Required work » Among the records below, find each line containing the word "DateMatch" and copy it.

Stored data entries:
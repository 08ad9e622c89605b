mod alarms;
mod configuration;
mod datetime;
mod nvram;
mod status;
mod temperature;

pub use self::alarms::{Alarm1Mode, Alarm2Mode};
pub use self::datetime::dow_to_device;

// Transforms a decimal number to packed BCD format
fn decimal_to_packed_bcd(dec: u8) -> u8 {
    ((dec / 10) << 4) | (dec % 10)
}

// Transforms a number in packed BCD format to decimal
fn packed_bcd_to_decimal(bcd: u8) -> u8 {
    (bcd >> 4) * 10 + (bcd & 0xF)
}

#[cfg(test)]
mod tests {
    use super::*;

    #[test]
    fn can_convert_decimal_to_packed_bcd() {
        assert_eq!(0b0000_0000, decimal_to_packed_bcd(0));
        assert_eq!(0b0000_1001, decimal_to_packed_bcd(9));
        assert_eq!(0b0001_0000, decimal_to_packed_bcd(10));
        assert_eq!(0b0100_0101, decimal_to_packed_bcd(45));
        assert_eq!(0b1001_1001, decimal_to_packed_bcd(99));
    }

    #[test]
    fn can_convert_packed_bcd_to_decimal() {
        assert_eq!(0, packed_bcd_to_decimal(0b0000_0000));
        assert_eq!(9, packed_bcd_to_decimal(0b0000_1001));
        assert_eq!(10, packed_bcd_to_decimal(0b0001_0000));
        assert_eq!(45, packed_bcd_to_decimal(0b0100_0101));
        assert_eq!(99, packed_bcd_to_decimal(0b1001_1001));
    }

    #[test]
    fn bcd_round_trips_every_two_digit_value() {
        for value in 0..=99 {
            assert_eq!(value, packed_bcd_to_decimal(decimal_to_packed_bcd(value)));
        }
    }
}
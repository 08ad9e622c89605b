//! Temperature sensor

use crate::{BitFlags, Ds3232, Error, Register};
use embedded_hal::i2c::I2c;
use log::debug;

// Whole degrees in the MSB, quarter degrees in the top two bits of the LSB.
pub(crate) fn decode_temperature(data: [u8; 2]) -> f32 {
    f32::from(data[0] as i8) + f32::from(data[1] >> 6) * 0.25
}

impl<I2C> Ds3232<I2C>
where
    I2C: I2c,
{
    /// Read the temperature in degrees Celsius, 0.25°C resolution.
    pub fn temperature(&mut self) -> Result<f32, Error> {
        let mut data = [0; 2];
        self.read_data(Register::TEMP_MSB, &mut data)?;
        Ok(decode_temperature(data))
    }

    /// Force a temperature conversion and time compensation with TXCO algorithm.
    ///
    /// Nothing is written while a conversion is already running, either
    /// forced (CONV) or automatic (BSY).
    pub fn convert_temperature(&mut self) -> Result<(), Error> {
        let status = self.read_register(Register::STATUS)?;
        let control = self.read_register(Register::CONTROL)?;
        // do not overwrite if a conversion is in progress
        if (status & BitFlags::BUSY) == 0 && (control & BitFlags::TEMP_CONV) == 0 {
            self.write_register(Register::CONTROL, control | BitFlags::TEMP_CONV)?;
            debug!("DS3232: temperature conversion started");
        }
        Ok(())
    }

    /// Keep running temperature conversions on battery power (default).
    pub fn enable_temperature_conversions_on_battery(&mut self) -> Result<(), Error> {
        self.clear_register_bits(Register::TEMP_CONV, BitFlags::TEMP_CONV_BAT)
    }

    /// Stop temperature conversions while on battery power.
    pub fn disable_temperature_conversions_on_battery(&mut self) -> Result<(), Error> {
        self.set_register_bits(Register::TEMP_CONV, BitFlags::TEMP_CONV_BAT)
    }
}

#[cfg(test)]
mod tests {
    use super::*;

    #[test]
    fn quarter_degrees_come_from_lsb_top_bits() {
        assert_eq!(25.25, decode_temperature([0x19, 0x40]));
        assert_eq!(25.0, decode_temperature([0x19, 0x00]));
        assert_eq!(25.75, decode_temperature([0x19, 0xC0]));
        assert_eq!(0.5, decode_temperature([0x00, 0x80]));
    }

    #[test]
    fn msb_is_signed() {
        assert_eq!(-0.75, decode_temperature([0xFF, 0x40]));
        assert_eq!(-40.0, decode_temperature([0xD8, 0x00]));
    }
}
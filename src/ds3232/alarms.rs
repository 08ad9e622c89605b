//! Alarm setting, arming and fired flags

use super::datetime::device_weekday;
use super::decimal_to_packed_bcd;
use crate::{Alarm, BitFlags, Datelike, Ds3232, Error, NaiveDateTime, Register, Timelike};
use embedded_hal::i2c::I2c;
use log::{debug, warn};

/// Alarm 1 trigger condition
#[derive(Debug, Clone, Copy, PartialEq, Eq)]
pub enum Alarm1Mode {
    /// Alarm once per second
    OncePerSecond,
    /// Alarm when seconds match
    SecondsMatch,
    /// Alarm when minutes and seconds match
    MinutesAndSecondsMatch,
    /// Alarm when hours, minutes and seconds match
    HoursMinutesAndSecondsMatch,
    /// Alarm when date (day of month), hours, minutes and seconds match
    DateMatch,
    /// Alarm when weekday, hours, minutes and seconds match
    WeekdayMatch,
}

impl Alarm1Mode {
    /// A1M1..A1M4 in bits 0..3, DY/DT in bit 4.
    const fn bits(self) -> u8 {
        match self {
            Alarm1Mode::OncePerSecond => 0x0F,
            Alarm1Mode::SecondsMatch => 0x0E,
            Alarm1Mode::MinutesAndSecondsMatch => 0x0C,
            Alarm1Mode::HoursMinutesAndSecondsMatch => 0x08,
            Alarm1Mode::DateMatch => 0x00,
            Alarm1Mode::WeekdayMatch => 0x10,
        }
    }
}

/// Alarm 2 trigger condition
///
/// Alarm 2 has no seconds register: it fires at second 00.
#[derive(Debug, Clone, Copy, PartialEq, Eq)]
pub enum Alarm2Mode {
    /// Alarm once per minute
    OncePerMinute,
    /// Alarm when minutes match
    MinutesMatch,
    /// Alarm when hours and minutes match
    HoursAndMinutesMatch,
    /// Alarm when date (day of month), hours and minutes match
    DateMatch,
    /// Alarm when weekday, hours and minutes match
    WeekdayMatch,
}

impl Alarm2Mode {
    /// A2M2..A2M4 in bits 0..2, DY/DT in bit 3.
    const fn bits(self) -> u8 {
        match self {
            Alarm2Mode::OncePerMinute => 0x07,
            Alarm2Mode::MinutesMatch => 0x06,
            Alarm2Mode::HoursAndMinutesMatch => 0x04,
            Alarm2Mode::DateMatch => 0x00,
            Alarm2Mode::WeekdayMatch => 0x08,
        }
    }
}

fn match_bit(bits: u8, index: u8) -> u8 {
    if bits & (1 << index) != 0 {
        BitFlags::ALARM_MATCH
    } else {
        0
    }
}

fn encode_day(when: &NaiveDateTime, weekday: bool) -> u8 {
    if weekday {
        decimal_to_packed_bcd(device_weekday(when)) | BitFlags::WEEKDAY
    } else {
        decimal_to_packed_bcd(when.day() as u8)
    }
}

/// Seconds, minutes, hours and day/date registers of alarm 1.
pub(crate) fn encode_alarm1(when: &NaiveDateTime, mode: Alarm1Mode) -> [u8; 4] {
    let bits = mode.bits();
    [
        decimal_to_packed_bcd(when.second() as u8) | match_bit(bits, 0),
        decimal_to_packed_bcd(when.minute() as u8) | match_bit(bits, 1),
        decimal_to_packed_bcd(when.hour() as u8) | match_bit(bits, 2),
        encode_day(when, bits & 0x10 != 0) | match_bit(bits, 3),
    ]
}

/// Minutes, hours and day/date registers of alarm 2.
pub(crate) fn encode_alarm2(when: &NaiveDateTime, mode: Alarm2Mode) -> [u8; 3] {
    let bits = mode.bits();
    [
        decimal_to_packed_bcd(when.minute() as u8) | match_bit(bits, 0),
        decimal_to_packed_bcd(when.hour() as u8) | match_bit(bits, 1),
        encode_day(when, bits & 0x08 != 0) | match_bit(bits, 2),
    ]
}

impl<I2C> Ds3232<I2C>
where
    I2C: I2c,
{
    /// Set alarm 1 and enable its interrupt.
    ///
    /// The INT/SQW pin must already be in interrupt mode
    /// ([`SqwPinMode::Off`](crate::SqwPinMode::Off)), otherwise this returns
    /// [`Error::InterruptControlDisabled`] without writing anything.
    pub fn set_alarm1(&mut self, when: &NaiveDateTime, mode: Alarm1Mode) -> Result<(), Error> {
        let control = self.interrupt_control()?;
        let alarm = encode_alarm1(when, mode);
        let payload = [Register::ALARM1_SECONDS, alarm[0], alarm[1], alarm[2], alarm[3]];
        self.write_data(&payload)?;
        self.write_register(Register::CONTROL, control | Alarm::Alarm1.mask())?;
        debug!("DS3232: alarm 1 armed for {} ({:?})", when, mode);
        Ok(())
    }

    /// Set alarm 2 and enable its interrupt.
    ///
    /// Seconds of `when` are ignored. Same precondition as
    /// [`set_alarm1`](Ds3232::set_alarm1).
    pub fn set_alarm2(&mut self, when: &NaiveDateTime, mode: Alarm2Mode) -> Result<(), Error> {
        let control = self.interrupt_control()?;
        let alarm = encode_alarm2(when, mode);
        let payload = [Register::ALARM2_MINUTES, alarm[0], alarm[1], alarm[2]];
        self.write_data(&payload)?;
        self.write_register(Register::CONTROL, control | Alarm::Alarm2.mask())?;
        debug!("DS3232: alarm 2 armed for {} ({:?})", when, mode);
        Ok(())
    }

    /// Disable the interrupt of `alarm`.
    pub fn disable_alarm(&mut self, alarm: Alarm) -> Result<(), Error> {
        self.clear_register_bits(Register::CONTROL, alarm.mask())
    }

    /// Clear the fired flag of `alarm`.
    pub fn clear_alarm_fired(&mut self, alarm: Alarm) -> Result<(), Error> {
        self.clear_register_bits(Register::STATUS, alarm.mask())
    }

    /// Whether `alarm` has fired since its flag was last cleared.
    pub fn alarm_fired(&mut self, alarm: Alarm) -> Result<bool, Error> {
        self.is_register_bit_set(Register::STATUS, alarm.mask())
    }

    // Control register value, provided INTCN is set.
    fn interrupt_control(&mut self) -> Result<u8, Error> {
        let control = self.read_register(Register::CONTROL)?;
        if control & BitFlags::INTCN == 0 {
            warn!("DS3232: alarm refused, INT/SQW pin is in square-wave mode");
            return Err(Error::InterruptControlDisabled);
        }
        Ok(control)
    }
}

#[cfg(test)]
mod tests {
    use super::*;
    use crate::NaiveDate;

    // a Wednesday
    fn when() -> NaiveDateTime {
        NaiveDate::from_ymd_opt(2025, 1, 15)
            .unwrap()
            .and_hms_opt(7, 45, 30)
            .unwrap()
    }

    #[test]
    fn alarm1_date_match_has_no_mask_bits() {
        assert_eq!(
            [0x30, 0x45, 0x07, 0x15],
            encode_alarm1(&when(), Alarm1Mode::DateMatch)
        );
    }

    #[test]
    fn alarm1_weekday_match_sets_dy_dt() {
        assert_eq!(
            [0x30, 0x45, 0x07, 0x40 | 0x03],
            encode_alarm1(&when(), Alarm1Mode::WeekdayMatch)
        );
    }

    #[test]
    fn alarm1_mask_bits_land_in_bit7() {
        assert_eq!(
            [0xB0, 0xC5, 0x87, 0x95],
            encode_alarm1(&when(), Alarm1Mode::OncePerSecond)
        );
        assert_eq!(
            [0x30, 0xC5, 0x87, 0x95],
            encode_alarm1(&when(), Alarm1Mode::SecondsMatch)
        );
        assert_eq!(
            [0x30, 0x45, 0x87, 0x95],
            encode_alarm1(&when(), Alarm1Mode::MinutesAndSecondsMatch)
        );
        assert_eq!(
            [0x30, 0x45, 0x07, 0x95],
            encode_alarm1(&when(), Alarm1Mode::HoursMinutesAndSecondsMatch)
        );
    }

    #[test]
    fn alarm2_skips_seconds() {
        assert_eq!(
            [0x45, 0x07, 0x15],
            encode_alarm2(&when(), Alarm2Mode::DateMatch)
        );
        assert_eq!(
            [0x45, 0x07, 0x43],
            encode_alarm2(&when(), Alarm2Mode::WeekdayMatch)
        );
        assert_eq!(
            [0xC5, 0x87, 0x95],
            encode_alarm2(&when(), Alarm2Mode::OncePerMinute)
        );
        assert_eq!(
            [0x45, 0x87, 0x95],
            encode_alarm2(&when(), Alarm2Mode::MinutesMatch)
        );
        assert_eq!(
            [0x45, 0x07, 0x95],
            encode_alarm2(&when(), Alarm2Mode::HoursAndMinutesMatch)
        );
    }

    #[test]
    fn sunday_alarm_uses_device_day_seven() {
        let sunday = NaiveDate::from_ymd_opt(2025, 1, 19)
            .unwrap()
            .and_hms_opt(6, 0, 0)
            .unwrap();
        assert_eq!(
            [0x00, 0x06, 0x47],
            encode_alarm2(&sunday, Alarm2Mode::WeekdayMatch)
        );
    }
}
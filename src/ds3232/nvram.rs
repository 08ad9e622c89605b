//! Battery-backed NVRAM
//!
//! NVRAM address 0 is device register 0x14; the region is 236 bytes long.
//! Addresses are not checked against the end of the region, keeping
//! `address + len <= 236` is up to the caller.

use crate::{Ds3232, Error, Register, NVRAM_SIZE};
use embedded_hal::i2c::I2c;

fn nvram_register(address: u8) -> u8 {
    Register::NVRAM.wrapping_add(address)
}

impl<I2C> Ds3232<I2C>
where
    I2C: I2c,
{
    /// Fill `buffer` from NVRAM starting at `address`.
    pub fn read_nvram(&mut self, address: u8, buffer: &mut [u8]) -> Result<(), Error> {
        self.read_data(nvram_register(address), buffer)
    }

    /// Write `data` to NVRAM starting at `address` in one transaction.
    ///
    /// `data` longer than the whole NVRAM region is rejected with
    /// [`Error::InvalidInputData`].
    pub fn write_nvram(&mut self, address: u8, data: &[u8]) -> Result<(), Error> {
        if data.len() > NVRAM_SIZE {
            return Err(Error::InvalidInputData);
        }
        let mut payload = [0; NVRAM_SIZE + 1];
        payload[0] = nvram_register(address);
        payload[1..=data.len()].copy_from_slice(data);
        self.write_data(&payload[..=data.len()])
    }

    /// Read one byte of NVRAM.
    pub fn read_nvram_byte(&mut self, address: u8) -> Result<u8, Error> {
        let mut data = [0];
        self.read_nvram(address, &mut data)?;
        Ok(data[0])
    }

    /// Write one byte of NVRAM.
    pub fn write_nvram_byte(&mut self, address: u8, data: u8) -> Result<(), Error> {
        self.write_nvram(address, &[data])
    }
}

Result below »
    DateMatch,
            Alarm1Mode::DateMatch => 0x00,
    DateMatch,
            Alarm2Mode::DateMatch => 0x00,
            encode_alarm1(&when(), Alarm1Mode::DateMatch)
            encode_alarm2(&when(), Alarm2Mode::DateMatch)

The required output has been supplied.